Piperine decreases pilocarpine-induced convulsions by GABAergic mechanisms.
ピペリンは、GABA作動性の機序によってピロカルピンによって誘発された痙攣を減少させる。
2013-1-11
Faculty of Medicine Estácio of Juazeiro do Norte, FMJ, Ceará, Brazil.
Abstract
Piperine, an alkaloid present in the Piper genus, was shown to have an anticonvulsant activity, evaluated by the pilocarpine-induced model, in mice. Pilocarpine (350mg/kg, i.p.) was administered 30min after piperine (2.5, 5, 10 and 20mg/kg, i.p.) which significantly increased latencies to 1st convulsion and to death, and percentage of survivals. These parameters were also increased in the pilocarpine groups pretreated with atropine plus piperine (10 and 2.5mg/kg, respectively), as related to the pilocarpine group. However, they were not altered in the pilocarpine groups pretreated with memantine (a NMDA-type glutamate receptors blocker, 2mg/kg, p.o.) or nimodipine (a calcium channel blocker, 10mg/kg, p.o.), both associated with piperine (1 or 2.5mg/kg), as compared to the piperine plus pilocarpine group. Moreover, the pilocarpine group pretreated with diazepam (which binds to the GABA(A) receptor, 0.2 and 0.5mg/kg, i.p.) plus piperine (1 and 2.5mg/kg) significantly increased latency to the 1st convulsion, as related to the pilocarpine group, suggesting that the GABAergic system is involved with the piperine action. Furthermore, the piperine effect was blocked by flumazenil (2mg/kg, i.p.), a benzodiazepine antagonist. Untreated P350 animals showed decreased striatal DA and increased DOPAC and HVA levels that were not affected in the piperine plus pilocarpine groups. Piperine increased striatal levels of GABA, glycine and taurine, and reversed pilocarpine-induced increases in nitrite contents in sera and brain. Hippocampi from the untreated pilocarpine group showed an increased number of TNF-α immunostained cells in all areas, as opposed to the pilocarpine group pretreated with piperine. Taken together, piperine anticonvulsant effects are the result of its anti-inflammatory and antioxidant actions, as well as TNF-α reduction. In addition, piperine effects on inhibitory amino acids and on the GABAergic system may certainly contribute to the drug anticonvulsant activity.

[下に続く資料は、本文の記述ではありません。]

//! Row formatters
//!
//! Pure functions from a model entity plus a [`RenderConfig`] to a display
//! [`Row`]. Each call re-derives its values from the canonical model, so the
//! same parsed recipe can be formatted under different configs without
//! interference.
//!
//! Numbers display in their shortest form after rounding (1.0 shows as "1",
//! 5.30 as "5.3").

use crate::measure::{self, TimeUnit};
use crate::models::{Fermentable, Hop, Misc, Recipe, Style, Yeast};

use super::config::{Labels, RenderConfig};
use super::section::Row;

/// Shortest display form of a rounded number
fn num(value: f64) -> String {
    format!("{}", value)
}

/// "min - max" with both ends rounded to the same precision
fn range(min: f64, max: f64, places: u32) -> String {
    format!(
        "{} - {}",
        num(measure::round_to(min, places)),
        num(measure::round_to(max, places))
    )
}

/// Addition time cell: whole minutes, or days with a pluralized label
fn time_cell(minutes: f64, labels: &Labels) -> String {
    let (value, unit) = measure::addition_time(minutes);
    match unit {
        TimeUnit::Minutes => format!("{} {}", num(value), labels.minutes),
        TimeUnit::Days => format!("{} {}", num(value), labels.day_unit(value)),
    }
}

/// Recipe details row: batch size, boil time, and the document's estimates
pub fn details_row(recipe: &Recipe, config: &RenderConfig) -> Row {
    let labels = &config.labels;
    let metric = config.use_metric;

    let volume = measure::batch_volume(recipe.batch_size, metric);
    let boil = measure::round_to(recipe.boil_time, 0);

    let mut row = Row::new();
    row.push(
        labels.batch_size.clone(),
        format!("{} {}", num(volume), labels.volume_unit(metric)),
    );
    row.push(
        labels.boil_time.clone(),
        format!("{} {}", num(boil), labels.minutes),
    );
    row.push(labels.ibu.clone(), num(recipe.ibu));
    row.push(labels.srm.clone(), num(recipe.est_color));
    row.push(labels.est_og.clone(), num(recipe.est_og));
    row.push(labels.est_fg.clone(), num(recipe.est_fg));
    row.push(labels.abv.clone(), num(recipe.est_abv));
    row
}

/// Style row: category code and the guideline ranges
pub fn style_row(style: &Style, config: &RenderConfig) -> Row {
    let labels = &config.labels;

    let mut row = Row::new();
    row.push(labels.name.clone(), style.name.clone());
    row.push(
        labels.category.clone(),
        format!("{} {}", style.category_number, style.style_letter),
    );
    row.push(labels.og_range.clone(), range(style.og_min, style.og_max, 3));
    row.push(labels.fg_range.clone(), range(style.fg_min, style.fg_max, 3));
    row.push(labels.ibu.clone(), range(style.ibu_min, style.ibu_max, 1));
    row.push(labels.srm.clone(), range(style.color_min, style.color_max, 1));
    row.push(labels.carb.clone(), range(style.carb_min, style.carb_max, 1));
    row.push(
        labels.abv.clone(),
        format!("{} %", range(style.abv_min, style.abv_max, 1)),
    );
    row
}

/// Fermentable row: converted weight and share of the grist
pub fn fermentable_row(fermentable: &Fermentable, total: f64, config: &RenderConfig) -> Row {
    let labels = &config.labels;
    let metric = config.use_metric;

    let weight = measure::grain_weight(fermentable.amount, metric);
    let percentage = measure::round_to(fermentable.percentage(total), 2);

    let mut row = Row::new();
    row.push(labels.name.clone(), fermentable.name.clone());
    row.push(
        labels.amount.clone(),
        format!("{} {}", num(weight), labels.grain_unit(metric)),
    );
    row.push(labels.percent.clone(), num(percentage));
    row
}

/// Hop row: converted weight, addition time, and pass-through use/form
pub fn hop_row(hop: &Hop, config: &RenderConfig) -> Row {
    let labels = &config.labels;
    let metric = config.use_metric;

    let weight = measure::hop_weight(hop.amount, metric);

    let mut row = Row::new();
    row.push(labels.name.clone(), hop.name.clone());
    row.push(
        labels.amount.clone(),
        format!("{} {}", num(weight), labels.hop_unit(metric)),
    );
    row.push(labels.time.clone(), time_cell(hop.time, labels));
    row.push(labels.usage.clone(), hop.usage.clone());
    row.push(labels.form.clone(), hop.form.clone());
    row.push(labels.alpha.clone(), num(measure::round_to(hop.alpha, 1)));
    row
}

/// Misc row: the document's display amount verbatim when present, otherwise
/// a converted weight
pub fn misc_row(misc: &Misc, config: &RenderConfig) -> Row {
    let labels = &config.labels;
    let metric = config.use_metric;

    let amount = match &misc.display_amount {
        Some(text) => text.clone(),
        None => {
            let weight = measure::hop_weight(misc.amount, metric);
            format!("{} {}", num(weight), labels.hop_unit(metric))
        }
    };

    let mut row = Row::new();
    row.push(labels.name.clone(), misc.name.clone());
    row.push(labels.amount.clone(), amount);
    row.push(labels.time.clone(), time_cell(misc.time, labels));
    row.push(labels.usage.clone(), misc.usage.clone());
    row.push(labels.misc_type.clone(), misc.misc_type.clone());
    row
}

/// Yeast row: name with product code, attenuation, and the converted
/// fermentation range
pub fn yeast_row(yeast: &Yeast, config: &RenderConfig) -> Row {
    let labels = &config.labels;
    let metric = config.use_metric;

    let min = measure::temperature(yeast.min_temperature, metric);
    let max = measure::temperature(yeast.max_temperature, metric);
    let unit = labels.temperature_unit(metric);
    let attenuation = measure::round_to(yeast.attenuation, 0);

    let mut row = Row::new();
    row.push(
        labels.name.clone(),
        format!("{} ({})", yeast.name, yeast.product_id),
    );
    row.push(labels.lab.clone(), yeast.laboratory.clone());
    row.push(labels.attenuation.clone(), format!("{}%", num(attenuation)));
    row.push(
        labels.temperature.clone(),
        format!("{}{} - {}{}", num(min), unit, num(max), unit),
    );
    row
}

ピロカルピン(350mg/kg、i.p.)ピペリン(2.5、5、10と20mg/kg、i.p.)の30分後に投与されたそしてそれは第1の痙攣に対する、そして、死亡に対する潜在性と生存者のパーセンテージを有意に上昇させた。
ピロカルピン群に関係があるように、これらのパラメータはアトロピン+ピペリン(それぞれ10と2.5mg/kg)で前処理されるピロカルピン群でも増加した。
しかしながら、彼らは、メマンチン(NMDAタイプ・グルタミン酸受容体遮断薬、2mg/kg、経口)で前処理されるピロカルピン群で変えられなかったまたはピペリン+ピロカルピン群と比較したニモジピン(Ca拮抗薬、10mg/kg、経口)、ピペリン(1または2.5mg/kg)に関連した両方とも。
さらに、ジアゼパム(それは、GABA(A)受容体、0.2と0.5mg/kg、i.p.と結合する)で前処理されるピロカルピン群+、ピロカルピン群に関係があるように、ピペリン(1と2.5mg/kg)は潜在性を第1の痙攣に有意に増やした、GABA作動性のシステムがピペリン・アクションと関係していることを示唆して。
さらにまた、ピペリン結果は、フルマゼニル(2mg/kg、i.p.)(ベンゾジアゼピン拮抗薬)によって妨害された。
未治療のP350動物は減少した線条体DAを示して、DOPACとピペリン+ピロカルピン群で影響を受けなかったHVAレベルを上昇させた。
ピペリンはGABA、グリシンとタウリンの線条体レベルを上昇させて、血清と脳で亜硝酸塩内容のピロカルピンによって誘発された増加を逆転させた。
ピペリンで前処理されるピロカルピン群とは対照的に、未処置のピロカルピン群からのヒッポカンポスは、すべての領域でTNF-α免疫染色された細胞の増加した数を示した。
まとめると、ピペリン鎮痙薬効果は、その抗炎症薬と抗酸化剤アクション(TNF-α減少と同様に)の結果である。
加えて、抑制性アミノ酸の、そして、GABA作動性のシステムのピペリン効果は、薬鎮痙薬活動に確実に関与する可能性がある。